My memories have always appeared with the intensity, almost, of hallucinations, as I have said often in this chronicle. That night I felt I might lose myself forever in them, making of my life a loop instead of a line; and for once I did not resist the temptation but reveled in it. Everything I have described to you came crowding back to me, and a thousand things more. I saw Eata's face and his freckled hand when he sought to slip between the bars of the gate of the necropolis, and the storm I had once watched impaled on the towers of the Citadel, writhing and lashing out with its lightnings; I felt its rain, colder and fresher far than the morning cup in our refectory, trickle down my face.

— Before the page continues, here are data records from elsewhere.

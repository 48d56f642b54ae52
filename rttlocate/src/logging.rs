//! Logging infrastructure for rttlocate.
//!
//! All diagnostics go to standard error as atomic single-line records, so
//! that interleaved output from concurrent workers stays readable. The
//! filter honors `RUST_LOG` and defaults to `info`.

use std::io::{self, IsTerminal};

use tracing_subscriber::EnvFilter;

/// Initialize the global tracing subscriber.
///
/// Writes compact single-line events to stderr. ANSI colors are enabled
/// only when stderr is a terminal. Safe to call once per process; a second
/// call reports the error rather than panicking so tests can race on it.
///
/// # Errors
///
/// Returns a message if a global subscriber is already installed.
pub fn init_logging() -> Result<(), String> {
    let env_filter = EnvFilter::try_from_default_env().unwrap_or_else(|_| EnvFilter::new("info"));

    tracing_subscriber::fmt()
        .with_env_filter(env_filter)
        .with_writer(io::stderr)
        .with_ansi(io::stderr().is_terminal())
        .compact()
        .try_init()
        .map_err(|e| e.to_string())
}
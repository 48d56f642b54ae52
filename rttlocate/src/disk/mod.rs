//! Constraint disks on the globe.
//!
//! A disk is the set of all points within a given geodesic distance of a
//! reference point, materialized as a closed polygon in lon/lat degrees.
//! The construction samples the circle through the azimuthal-equidistant
//! projection (60 geodesic direct shots at 6° azimuth steps) and then
//! repairs the two coordinate singularities:
//!
//! - rings that cross the ±180° seam once enclose a pole and get a
//!   diversion to latitude ±85° spanning the full breadth of the map;
//! - rings that cross the seam twice straddle it without enclosing a pole
//!   and are split into one polygon per hemisphere, each closed against
//!   its ±180° edge.
//!
//! Very large disks can project to the complement of the area they ought
//! to cover; the orientation check catches that and subtracts the ring
//! from the map rectangle instead.


use geo::{Coord, LineString, Polygon};
use thiserror::Error;
use tracing::debug;

use crate::geodesic::{direct, GeodesicError};
use crate::region::Region;

/// Above this radius (≈ half Earth circumference) the projected ring is
/// numerically worthless; the disk is the entire map rectangle.
pub const FULL_MAP_RADIUS_M: f64 = 19_975_000.0;

/// Disks smaller than this collapse under projection; radii are clamped
/// up to a 10 km diameter.
pub const MIN_RADIUS_M: f64 = 5_000.0;

/// Number of vertices sampled around the circle.
pub const RING_POINTS: usize = 60;

/// Latitude of the pole diversion; matches the northern map bound.
const POLE_DIVERSION_LAT: f64 = 85.0;

/// Errors from disk construction.
#[derive(Debug, Error)]
pub enum DiskError {
    /// The sampled ring crossed the antimeridian three or more times, or
    /// the repaired polygon failed its orientation invariant.
    #[error("disk at ({lon}, {lat}) radius {radius_m} m: {reason}")]
    NumericDomain {
        lon: f64,
        lat: f64,
        radius_m: f64,
        reason: String,
    },

    #[error(transparent)]
    Geodesic(#[from] GeodesicError),
}

/// A constraint disk: reference point, radius, and its polygon on the map.
#[derive(Debug, Clone)]
pub struct Disk {
    lon: f64,
    lat: f64,
    radius_m: f64,
    region: Region,
    area: f64,
}

impl Disk {
    /// Reference longitude, degrees.
    pub fn lon(&self) -> f64 {
        self.lon
    }

    /// Reference latitude, degrees.
    pub fn lat(&self) -> f64 {
        self.lat
    }

    /// Radius in meters (after clamping).
    pub fn radius_m(&self) -> f64 {
        self.radius_m
    }

    /// The disk's polygon, clipped to the map rectangle.
    pub fn region(&self) -> &Region {
        &self.region
    }

    /// Cached polygon area in square degrees.
    pub fn area(&self) -> f64 {
        self.area
    }
}

/// Build the disk of radius `radius_m` meters around `(ref_lon, ref_lat)`.
///
/// The returned disk's region always contains the reference point (before
/// map-rectangle clipping); radii are clamped to [`MIN_RADIUS_M`] and
/// radii above [`FULL_MAP_RADIUS_M`] short-circuit to the whole map.
///
/// # Errors
///
/// `NumericDomain` for non-finite inputs, rings with three or more seam
/// crossings, or polygons that fail the orientation invariant even after
/// complementing.
pub fn build(ref_lon: f64, ref_lat: f64, radius_m: f64) -> Result<Disk, DiskError> {
    if !ref_lon.is_finite() || !ref_lat.is_finite() || !radius_m.is_finite() {
        // +∞ radius is a legitimate "unconstrained" bound.
        if radius_m == f64::INFINITY && ref_lon.is_finite() && ref_lat.is_finite() {
            return Ok(full_map_disk(ref_lon, ref_lat, radius_m));
        }
        return Err(GeodesicError::NumericDomain {
            context: "disk build",
        }
        .into());
    }

    if radius_m > FULL_MAP_RADIUS_M {
        return Ok(full_map_disk(ref_lon, ref_lat, radius_m));
    }
    let radius_m = radius_m.max(MIN_RADIUS_M);

    let ring = sample_ring(ref_lon, ref_lat, radius_m)?;
    let crossings = seam_crossings(&ring);

    let raw = match crossings.len() {
        0 => Region::from_polygons(vec![ring_to_polygon(ring)]),
        1 => {
            debug!(ref_lon, ref_lat, radius_m, "disk encloses a pole");
            Region::from_polygons(vec![pole_diversion(ring, crossings[0])])
        }
        2 => {
            debug!(ref_lon, ref_lat, radius_m, "disk straddles the antimeridian");
            Region::from_polygons(seam_split(ring, crossings[0], crossings[1]))
        }
        n => {
            return Err(DiskError::NumericDomain {
                lon: ref_lon,
                lat: ref_lat,
                radius_m,
                reason: format!("{n} antimeridian crossings in sampled ring"),
            })
        }
    };

    // A very large projected disk can enclose the complement of the area
    // it ought to enclose; detect via the reference point and invert.
    let oriented = if raw.contains(ref_lon, ref_lat) {
        raw
    } else {
        let inverted = Region::map_rectangle().difference(&raw);
        if !inverted.contains(ref_lon, ref_lat) {
            return Err(DiskError::NumericDomain {
                lon: ref_lon,
                lat: ref_lat,
                radius_m,
                reason: "polygon excludes its reference point even after complement".into(),
            });
        }
        inverted
    };

    let region = oriented.intersection(&Region::map_rectangle());
    let area = region.area();
    Ok(Disk {
        lon: ref_lon,
        lat: ref_lat,
        radius_m,
        region,
        area,
    })
}

fn full_map_disk(ref_lon: f64, ref_lat: f64, radius_m: f64) -> Disk {
    let region = Region::map_rectangle();
    let area = region.area();
    Disk {
        lon: ref_lon,
        lat: ref_lat,
        radius_m,
        region,
        area,
    }
}

/// Sample the circle as `RING_POINTS` vertices via geodesic direct shots.
fn sample_ring(ref_lon: f64, ref_lat: f64, radius_m: f64) -> Result<Vec<Coord<f64>>, DiskError> {
    let step = 360.0 / RING_POINTS as f64;
    let mut ring = Vec::with_capacity(RING_POINTS);
    for i in 0..RING_POINTS {
        let azimuth = step * i as f64;
        let (lat, lon) = direct(ref_lat, ref_lon, azimuth, radius_m)?;
        ring.push(Coord { x: lon, y: lat });
    }
    Ok(ring)
}

/// Indices `i` where the edge from vertex `i` to vertex `i+1` (cyclic)
/// jumps across the ±180° seam.
fn seam_crossings(ring: &[Coord<f64>]) -> Vec<usize> {
    let n = ring.len();
    (0..n)
        .filter(|&i| (ring[(i + 1) % n].x - ring[i].x).abs() > 180.0)
        .collect()
}

fn ring_to_polygon(mut ring: Vec<Coord<f64>>) -> Polygon<f64> {
    if let Some(&first) = ring.first() {
        ring.push(first);
    }
    Polygon::new(LineString::new(ring), Vec::new())
}

/// One seam crossing: the disk encloses a pole. Rotate the ring so the
/// crossing sits between the last and first vertices, then append a
/// diversion along the seam to ±85° and back, covering the full breadth
/// of the map at the enclosed pole.
fn pole_diversion(ring: Vec<Coord<f64>>, crossing: usize) -> Polygon<f64> {
    let n = ring.len();
    let mut rotated: Vec<Coord<f64>> = Vec::with_capacity(n + 4);
    rotated.extend_from_slice(&ring[crossing + 1..]);
    rotated.extend_from_slice(&ring[..=crossing]);

    let last = rotated[n - 1];
    let first = rotated[0];
    let near = if last.x < 0.0 { -180.0 } else { 180.0 };
    let pole = if last.y < 0.0 {
        -POLE_DIVERSION_LAT
    } else {
        POLE_DIVERSION_LAT
    };
    rotated.push(Coord { x: near, y: last.y });
    rotated.push(Coord { x: near, y: pole });
    rotated.push(Coord { x: -near, y: pole });
    rotated.push(Coord {
        x: -near,
        y: first.y,
    });
    ring_to_polygon(rotated)
}

/// Two seam crossings: the disk straddles the seam without enclosing a
/// pole. Split the ring at the crossings and close each part against the
/// ±180° edge on its side.
fn seam_split(ring: Vec<Coord<f64>>, c1: usize, c2: usize) -> Vec<Polygon<f64>> {
    let n = ring.len();
    let east_part: Vec<Coord<f64>> = (c1 + 1..=c2).map(|i| ring[i]).collect();
    let west_part: Vec<Coord<f64>> = (c2 + 1..c2 + 1 + (n - (c2 - c1)))
        .map(|i| ring[i % n])
        .collect();

    [east_part, west_part]
        .into_iter()
        .filter(|part| part.len() >= 2)
        .map(|mut part| {
            let last = part[part.len() - 1];
            let first = part[0];
            let edge = if last.x < 0.0 { -180.0 } else { 180.0 };
            part.push(Coord { x: edge, y: last.y });
            part.push(Coord { x: edge, y: first.y });
            ring_to_polygon(part)
        })
        .collect()
}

Dorcas's voice whispered in my ears: "Sitting in a window trays and a rood.

What will you do, summon up some Erinys to destroy me?"

Yes. Yes, indeed, I would have if I could. If I had been Hethor, I would have drawn them from some horror behind the world, birds with the heads of hags and the tongues of vipers. At my order they would have threshed the forests like wheat and beaten cities flat with their great wings and yet, if I could, I would have appeared at the final moment to save her not walking coldly off afterward in the way we all wish to do when, as children, we imagine ourselves rescuing and humiliating the loved one who has given us some supposed slight, but raising her in my arms.

Then for the first time, I think, I knew how terrible it must have been for her, who had been hardly more than a child when death had come, and who had been dead so long, to have been called back.

And thinking of that, I remembered the dead soldier whose food I had eaten and whose sword I held, and I paused and listened to hear if he drew breath or stirred.